→ Problem details: Transcribe the listing below in full, keeping every line exactly as it is.

→ Data for review:
// tests/common/mod.rs
#![allow(dead_code)]

use covenant::models::{NewItem, NewOrder, NewRegistration};
use covenant::{ContextData, CovenantError, StepControl};
use once_cell::sync::Lazy;
use tracing::Level;
use uuid::Uuid;

// --- Workflow test context ---
#[derive(Clone, Debug, Default)]
pub struct TestContext {
  pub counter: i32,
  pub message: String,
  pub steps_executed: Vec<String>,
  pub halt_at: Option<String>,
}

#[derive(Debug, thiserror::Error, Clone, PartialEq, Eq)]
pub enum TestError {
  #[error("Covenant error: {0}")]
  Covenant(String),

  #[error("Test handler failed: {0}")]
  Handler(String),
}

impl From<CovenantError> for TestError {
  fn from(err: CovenantError) -> Self {
    TestError::Covenant(format!("{:?}", err))
  }
}

pub fn create_simple_handler(
  step_name: &'static str,
  message_to_append: &'static str,
) -> impl Fn(ContextData<TestContext>) -> std::pin::Pin<Box<dyn std::future::Future<Output = Result<StepControl, TestError>> + Send>>
     + Send
     + Sync
     + 'static {
  move |ctx: ContextData<TestContext>| {
    Box::pin(async move {
      let mut guard = ctx.write();
      guard.counter += 1;
      guard.message.push_str(message_to_append);
      guard.steps_executed.push(step_name.to_string());
      if guard.halt_at.as_deref() == Some(step_name) {
        return Ok(StepControl::Halt);
      }
      Ok(StepControl::Continue)
    })
  }
}

pub fn create_failing_handler(
  step_name: &'static str,
  error_message: &'static str,
) -> impl Fn(ContextData<TestContext>) -> std::pin::Pin<Box<dyn std::future::Future<Output = Result<StepControl, TestError>> + Send>>
     + Send
     + Sync
     + 'static {
  move |ctx: ContextData<TestContext>| {
    Box::pin(async move {
      ctx.write().steps_executed.push(step_name.to_string());
      Err(TestError::Handler(error_message.to_string()))
    })
  }
}

// --- Record builders ---
pub fn new_registration(name: &str, unique_code: &str) -> NewRegistration {
  NewRegistration {
    name: name.to_string(),
    country: "Portugal".to_string(),
    city: "Sintra".to_string(),
    date_of_birth: "1990-03-21".to_string(),
    marital_status: "single".to_string(),
    occupation: "Architect".to_string(),
    salary: "50000".to_string(),
    email: format!("{}@example.com", name.to_lowercase()),
    phone: "+351 912 345 678".to_string(),
    payment_method: "Bank transfer".to_string(),
    personal_photo_url: "https://assets.example.com/members/a.jpg".to_string(),
    id_card_front_url: "https://assets.example.com/ids/b.jpg".to_string(),
    id_card_back_url: None,
    unique_code: unique_code.to_string(),
  }
}

pub fn new_item(name: &str, price_cents: i64) -> NewItem {
  NewItem {
    name: name.to_string(),
    price_cents,
    description: format!("{} from the inner vault", name),
    mystical_properties: Some("Wards off doubt".to_string()),
    image_url: None,
  }
}

pub fn new_order(registration_id: Uuid, item_id: Uuid, order_number: &str, price_cents: i64) -> NewOrder {
  NewOrder {
    registration_id,
    item_id,
    order_number: order_number.to_string(),
    payment_method: "Bank transfer".to_string(),
    total_price_cents: price_cents,
  }
}

// --- Tracing setup ---
static TRACING_INIT: Lazy<()> = Lazy::new(|| {
  tracing_subscriber::fmt()
    .with_max_level(Level::DEBUG)
    .with_test_writer()
    .try_init()
    .ok();
});

pub fn setup_tracing() {
  Lazy::force(&TRACING_INIT);
}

→ Solved exercise:
// tests/common/mod.rs
#![allow(dead_code)]

use covenant::models::{NewItem, NewOrder, NewRegistration};
use covenant::{ContextData, CovenantError, StepControl};
use once_cell::sync::Lazy;
use tracing::Level;
use uuid::Uuid;

// --- Workflow test context ---
#[derive(Clone, Debug, Default)]
pub struct TestContext {
  pub counter: i32,
  pub message: String,
  pub steps_executed: Vec<String>,
  pub halt_at: Option<String>,
}

#[derive(Debug, thiserror::Error, Clone, PartialEq, Eq)]
pub enum TestError {
  #[error("Covenant error: {0}")]
  Covenant(String),

  #[error("Test handler failed: {0}")]
  Handler(String),
}

impl From<CovenantError> for TestError {
  fn from(err: CovenantError) -> Self {
    TestError::Covenant(format!("{:?}", err))
  }
}

pub fn create_simple_handler(
  step_name: &'static str,
  message_to_append: &'static str,
) -> impl Fn(ContextData<TestContext>) -> std::pin::Pin<Box<dyn std::future::Future<Output = Result<StepControl, TestError>> + Send>>
     + Send
     + Sync
     + 'static {
  move |ctx: ContextData<TestContext>| {
    Box::pin(async move {
      let mut guard = ctx.write();
      guard.counter += 1;
      guard.message.push_str(message_to_append);
      guard.steps_executed.push(step_name.to_string());
      if guard.halt_at.as_deref() == Some(step_name) {
        return Ok(StepControl::Halt);
      }
      Ok(StepControl::Continue)
    })
  }
}

pub fn create_failing_handler(
  step_name: &'static str,
  error_message: &'static str,
) -> impl Fn(ContextData<TestContext>) -> std::pin::Pin<Box<dyn std::future::Future<Output = Result<StepControl, TestError>> + Send>>
     + Send
     + Sync
     + 'static {
  move |ctx: ContextData<TestContext>| {
    Box::pin(async move {
      ctx.write().steps_executed.push(step_name.to_string());
      Err(TestError::Handler(error_message.to_string()))
    })
  }
}

// --- Record builders ---
pub fn new_registration(name: &str, unique_code: &str) -> NewRegistration {
  NewRegistration {
    name: name.to_string(),
    country: "Portugal".to_string(),
    city: "Sintra".to_string(),
    date_of_birth: "1990-03-21".to_string(),
    marital_status: "single".to_string(),
    occupation: "Architect".to_string(),
    salary: "50000".to_string(),
    email: format!("{}@example.com", name.to_lowercase()),
    phone: "+351 912 345 678".to_string(),
    payment_method: "Bank transfer".to_string(),
    personal_photo_url: "https://assets.example.com/members/a.jpg".to_string(),
    id_card_front_url: "https://assets.example.com/ids/b.jpg".to_string(),
    id_card_back_url: None,
    unique_code: unique_code.to_string(),
  }
}

pub fn new_item(name: &str, price_cents: i64) -> NewItem {
  NewItem {
    name: name.to_string(),
    price_cents,
    description: format!("{} from the inner vault", name),
    mystical_properties: Some("Wards off doubt".to_string()),
    image_url: None,
  }
}

pub fn new_order(registration_id: Uuid, item_id: Uuid, order_number: &str, price_cents: i64) -> NewOrder {
  NewOrder {
    registration_id,
    item_id,
    order_number: order_number.to_string(),
    payment_method: "Bank transfer".to_string(),
    total_price_cents: price_cents,
  }
}

// --- Tracing setup ---
static TRACING_INIT: Lazy<()> = Lazy::new(|| {
  tracing_subscriber::fmt()
    .with_max_level(Level::DEBUG)
    .with_test_writer()
    .try_init()
    .ok();
});

pub fn setup_tracing() {
  Lazy::force(&TRACING_INIT);
}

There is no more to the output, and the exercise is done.